Matthai William H, Hursting Marcie J, Lewis Bruce E, Kelton John G
University of Pennsylvania Medical School, 39th and Market Sts WS 392, Philadelphia, PA 10104, USA.
Thromb Res. 2005;116(2):121-6. doi: 10.1016/j.thromres.2004.11.006. Epub 2004 Dec 8.
Heparin therapy is not recommended for patients with a history of heparin-induced thrombocytopenia (HIT), except in specialized situations, because this treatment can lead to severe reactions including thrombocytopenia and thrombosis. However, the optimal management of patients with a history of HIT requiring acute anticoagulation has not yet been clarified because of the lack of prospective studies. We evaluated the safety and efficacy of argatroban, a direct thrombin inhibitor, as an anticoagulant in patients with a history of HIT needing acute anticoagulation.

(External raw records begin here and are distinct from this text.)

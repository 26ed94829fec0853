use std::fmt::Write;

use crate::arena::{List, ListStore, SlotId};
use crate::builtins::Builtin;
use crate::error::{EvalError, Result};
use crate::interner::{Interner, Text};

// ============================================================================
// Core Type System
// ============================================================================

/// How a formal parameter receives its actual argument.
#[derive(Debug, Clone, Copy, PartialEq, Eq, Hash)]
pub enum BindingMode {
    /// Evaluated at the call site, in the caller's environment
    Eager,
    /// Captured unevaluated, then evaluated in the callee's new environment
    Deferred,
}

/// A tagged Awful value or token.
///
/// Values are small and `Copy`; anything list-shaped is a handle into the
/// [`ListStore`].
#[derive(Debug, Clone, Copy, PartialEq)]
pub enum Value {
    /// Absence of a value; never the result of a successful evaluation
    None,
    Number(f64),
    String(Text),
    /// Identifier naming a variable
    Atom(Text),
    Keyword(Builtin),
    List(List),
    /// A three element list: formals, body tokens, defining environment
    Closure(List),
    /// Punctuation, only meaningful inside a token stream
    Delimiter(char),
    /// Binding marker preceding each name in a closure's formals
    Mode(BindingMode),
    /// A lazily bound parameter, see [`ListStore::new_slot`]
    Deferred(SlotId),
}

impl Value {
    pub fn type_name(&self) -> &'static str {
        match self {
            Value::None => "none",
            Value::Number(_) => "number",
            Value::String(_) => "string",
            Value::Atom(_) => "atom",
            Value::Keyword(_) => "keyword",
            Value::List(_) => "list",
            Value::Closure(_) => "closure",
            Value::Delimiter(_) => "delimiter",
            Value::Mode(_) => "binding mode",
            Value::Deferred(_) => "deferred binding",
        }
    }

    pub fn is_delimiter(&self, c: char) -> bool {
        matches!(self, Value::Delimiter(d) if *d == c)
    }

    pub fn as_number(&self) -> Option<f64> {
        match self {
            Value::Number(n) => Some(*n),
            _ => None,
        }
    }

    pub fn as_list(&self) -> Option<List> {
        match self {
            Value::List(list) => Some(*list),
            _ => None,
        }
    }

    pub fn truth(flag: bool) -> Value {
        Value::Number(if flag { 1.0 } else { 0.0 })
    }
}

/// The three components of a closure.
#[derive(Debug, Clone, Copy, PartialEq)]
pub struct ClosureParts {
    /// Alternating `Mode`, `Atom` entries in declaration order
    pub formals: List,
    /// Body tokens in textual order
    pub body: List,
    pub env: List,
}

impl ClosureParts {
    pub fn build(self, store: &mut ListStore) -> Result<Value> {
        let list = store.from_values(&[
            Value::List(self.formals),
            Value::List(self.body),
            Value::List(self.env),
        ])?;
        Ok(Value::Closure(list))
    }

    pub fn of(store: &ListStore, closure: List) -> Result<ClosureParts> {
        let parts = store.to_vec(closure)?;
        match parts.as_slice() {
            [Value::List(formals), Value::List(body), Value::List(env)] => Ok(ClosureParts {
                formals: *formals,
                body: *body,
                env: *env,
            }),
            _ => Err(EvalError::syntax("malformed closure")),
        }
    }

    /// `(mode, name)` pairs in declaration order.
    pub fn formals(&self, store: &ListStore) -> Result<Vec<(BindingMode, Text)>> {
        let entries = store.to_vec(self.formals)?;
        entries
            .chunks(2)
            .map(|pair| match pair {
                [Value::Mode(mode), Value::Atom(name)] => Ok((*mode, *name)),
                _ => Err(EvalError::syntax("malformed closure formals")),
            })
            .collect()
    }
}

// ============================================================================
// Rendering
// ============================================================================

/// Renders values as text.
///
/// Lists print as `[a, b]`; closures print as `{x !f: body}` followed by
/// `where` and their environment frames. Closures nested inside an
/// environment or a token list print `where ...` in place of their own
/// environment, which keeps recursive bindings finite.
pub struct Printer<'a> {
    store: &'a ListStore,
    interner: &'a Interner,
}

impl<'a> Printer<'a> {
    pub fn new(store: &'a ListStore, interner: &'a Interner) -> Self {
        Printer { store, interner }
    }

    pub fn render(&self, value: &Value) -> Result<String> {
        let mut out = String::new();
        self.write_value(&mut out, value, true)?;
        Ok(out)
    }

    /// Render a token list the way it would be typed.
    pub fn render_tokens(&self, tokens: List) -> Result<String> {
        let mut out = String::new();
        self.write_tokens(&mut out, tokens)?;
        Ok(out)
    }

    fn write_value(&self, out: &mut String, value: &Value, with_env: bool) -> Result<()> {
        match value {
            Value::None => out.push_str("none"),
            Value::Number(n) => {
                let _ = write!(out, "{n}");
            }
            Value::String(text) => {
                let text = self.interner.resolve(*text)?;
                let quote = if text.contains('"') { '\'' } else { '"' };
                out.push(quote);
                out.push_str(text);
                out.push(quote);
            }
            Value::Atom(text) => out.push_str(self.interner.resolve(*text)?),
            Value::Keyword(builtin) => out.push_str(builtin.name()),
            Value::Delimiter(c) => out.push(*c),
            Value::Mode(BindingMode::Eager) => {}
            Value::Mode(BindingMode::Deferred) => out.push('!'),
            Value::List(list) => self.write_list(out, *list, with_env)?,
            Value::Closure(list) => self.write_closure(out, *list, with_env)?,
            Value::Deferred(slot) => match self.store.slot_value(*slot)? {
                Some(resolved) => self.write_value(out, &resolved, with_env)?,
                None => out.push_str("<pending>"),
            },
        }
        Ok(())
    }

    fn write_list(&self, out: &mut String, list: List, with_env: bool) -> Result<()> {
        out.push('[');
        for (i, item) in self.store.iter(list).enumerate() {
            if i > 0 {
                out.push_str(", ");
            }
            self.write_value(out, &item?, with_env)?;
        }
        out.push(']');
        Ok(())
    }

    fn write_closure(&self, out: &mut String, list: List, with_env: bool) -> Result<()> {
        let parts = ClosureParts::of(self.store, list)?;
        out.push('{');
        for (i, (mode, name)) in parts.formals(self.store)?.into_iter().enumerate() {
            if i > 0 {
                out.push(' ');
            }
            if mode == BindingMode::Deferred {
                out.push('!');
            }
            out.push_str(self.interner.resolve(name)?);
        }
        out.push(':');
        if !parts.body.is_empty() {
            out.push(' ');
            self.write_tokens(out, parts.body)?;
        }
        out.push('}');
        if !parts.env.is_empty() {
            if with_env {
                out.push_str(" where ");
                self.write_env(out, parts.env)?;
            } else {
                out.push_str(" where ...");
            }
        }
        Ok(())
    }

    fn write_env(&self, out: &mut String, env: List) -> Result<()> {
        out.push('[');
        for (i, frame) in self.store.iter(env).enumerate() {
            if i > 0 {
                out.push_str(", ");
            }
            let Value::List(frame) = frame? else {
                return Err(EvalError::syntax("malformed environment frame"));
            };
            out.push('[');
            let entries = self.store.to_vec(frame)?;
            for (j, pair) in entries.chunks(2).enumerate() {
                if j > 0 {
                    out.push_str(", ");
                }
                if let [name, value] = pair {
                    self.write_value(out, name, false)?;
                    out.push('=');
                    self.write_value(out, value, false)?;
                }
            }
            out.push(']');
        }
        out.push(']');
        Ok(())
    }

    fn write_tokens(&self, out: &mut String, tokens: List) -> Result<()> {
        let mut glue = true;
        for token in self.store.iter(tokens) {
            let token = token?;
            let closing = matches!(token, Value::Delimiter(')' | '}' | ',' | ':'));
            if !glue && !closing {
                out.push(' ');
            }
            self.write_value(out, &token, false)?;
            glue = matches!(token, Value::Delimiter('(' | '{' | '!'));
        }
        Ok(())
    }
}
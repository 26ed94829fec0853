//! Interpreter configuration.

/// Default evaluator nesting limit.
pub const DEFAULT_MAX_DEPTH: usize = 1024;

/// Default number of cells carved per arena chunk.
pub const DEFAULT_CHUNK_SIZE: usize = 1024;

/// Default single-character delimiters.
pub const DEFAULT_DELIMITERS: &str = "(){},:!";

/// What a backslash outside a string literal tells the lexer to ignore.
#[derive(Debug, Clone, Copy, PartialEq, Eq, Default)]
pub enum CommentStyle {
    /// Skip up to the next newline and keep scanning
    #[default]
    ToEndOfLine,
    /// Stop scanning altogether
    ToEndOfInput,
}

#[derive(Debug, Clone, PartialEq, Eq)]
pub struct Config {
    pub max_depth: usize,
    pub chunk_size: usize,
    /// Hard limit on cells alive in one evaluation, `None` for unbounded
    pub max_cells: Option<usize>,
    pub delimiters: String,
    pub comment: CommentStyle,
    /// Clear interned text before each top-level evaluation
    pub reset_interner: bool,
}

impl Default for Config {
    fn default() -> Self {
        Config {
            max_depth: DEFAULT_MAX_DEPTH,
            chunk_size: DEFAULT_CHUNK_SIZE,
            max_cells: None,
            delimiters: DEFAULT_DELIMITERS.to_string(),
            comment: CommentStyle::default(),
            reset_interner: false,
        }
    }
}

impl Config {
    pub fn with_max_depth(mut self, max_depth: usize) -> Self {
        self.max_depth = max_depth;
        self
    }

    /// A zero chunk size is bumped to one cell.
    pub fn with_chunk_size(mut self, chunk_size: usize) -> Self {
        self.chunk_size = chunk_size.max(1);
        self
    }

    pub fn with_max_cells(mut self, max_cells: Option<usize>) -> Self {
        self.max_cells = max_cells;
        self
    }

    pub fn with_delimiters(mut self, delimiters: impl Into<String>) -> Self {
        self.delimiters = delimiters.into();
        self
    }

    pub fn with_comment(mut self, comment: CommentStyle) -> Self {
        self.comment = comment;
        self
    }

    pub fn with_reset_interner(mut self, reset_interner: bool) -> Self {
        self.reset_interner = reset_interner;
        self
    }
}

#[cfg(test)]
mod tests {
    use super::*;

    #[test]
    fn test_defaults() {
        let config = Config::default();
        assert_eq!(config.max_depth, 1024);
        assert_eq!(config.delimiters, "(){},:!");
        assert_eq!(config.comment, CommentStyle::ToEndOfLine);
        assert!(config.max_cells.is_none());
        assert!(!config.reset_interner);
    }

    #[test]
    fn test_builder() {
        let config = Config::default()
            .with_max_depth(10)
            .with_chunk_size(0)
            .with_max_cells(Some(64));
        assert_eq!(config.max_depth, 10);
        assert_eq!(config.chunk_size, 1);
        assert_eq!(config.max_cells, Some(64));
    }
}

Thirty-six patients with a history of serologically confirmed HIT were treated prospectively with argatroban [median (5th-95th percentile) dose of 2.0 (1.0-4.3) microg/kg/min for 4.0 (0.7-8.4) days]. Prospectively defined endpoints included successful anticoagulation (therapeutic activated partial thromboplastin time), and bleeding, new thromboembolic events, or other adverse effects during therapy or within 30 days following its cessation.
All patients required acute anticoagulation with the most common admission diagnoses being deep venous thrombosis or pulmonary embolism (n=13) and chest pain or acute coronary syndrome (n=12). Eleven patients had previously received argatroban therapy for HIT; one patient underwent two treatment courses of argatroban for a history of HIT. The median (5th-95th percentile) time between the past diagnosis of HIT and initiation of argatroban was 7.5 (0.4-114.6) months. All evaluable patients were successfully anticoagulated. No patient had major bleeding, new thromboembolic events, or other adverse effects. There were no adverse events related to reexposure.
Argatroban can provide safe and effective anticoagulation, on initial or repeat exposure, in patients with a history of HIT.
肝素诱导的血小板减少症(HIT)患者不建议使用肝素治疗,特殊情况除外,因为这种治疗可能导致严重反应,包括血小板减少和血栓形成。然而,由于缺乏前瞻性研究,HIT病史患者急性抗凝的最佳管理方案尚未明确。我们评估了直接凝血酶抑制剂阿加曲班作为抗凝剂用于需要急性抗凝的HIT病史患者的安全性和有效性。
36例血清学确诊的HIT病史患者接受阿加曲班前瞻性治疗[中位(第5-95百分位数)剂量为2.0(1.0-4.3)μg/kg/min,持续4.0(0.7-8.4)天]。前瞻性定义的终点包括成功抗凝(治疗性活化部分凝血活酶时间),以及治疗期间或停药后30天内的出血、新的血栓栓塞事件或其他不良反应。
所有患者均需要急性抗凝,最常见的入院诊断为深静脉血栓形成或肺栓塞(n=13)以及胸痛或急性冠状动脉综合征(n=12)。11例患者先前因HIT接受过阿加曲班治疗;1例患者因HIT病史接受了两个疗程的阿加曲班治疗。上次HIT诊断至开始使用阿加曲班的中位(第5-95百分位数)时间为7.5(0.4-114.6)个月。所有可评估患者均成功抗凝。无患者发生大出血、新的血栓栓塞事件或其他不良反应。无与再次暴露相关的不良事件。
阿加曲班在初次或再次使用时,可为有HIT病史的患者提供安全有效的抗凝作用。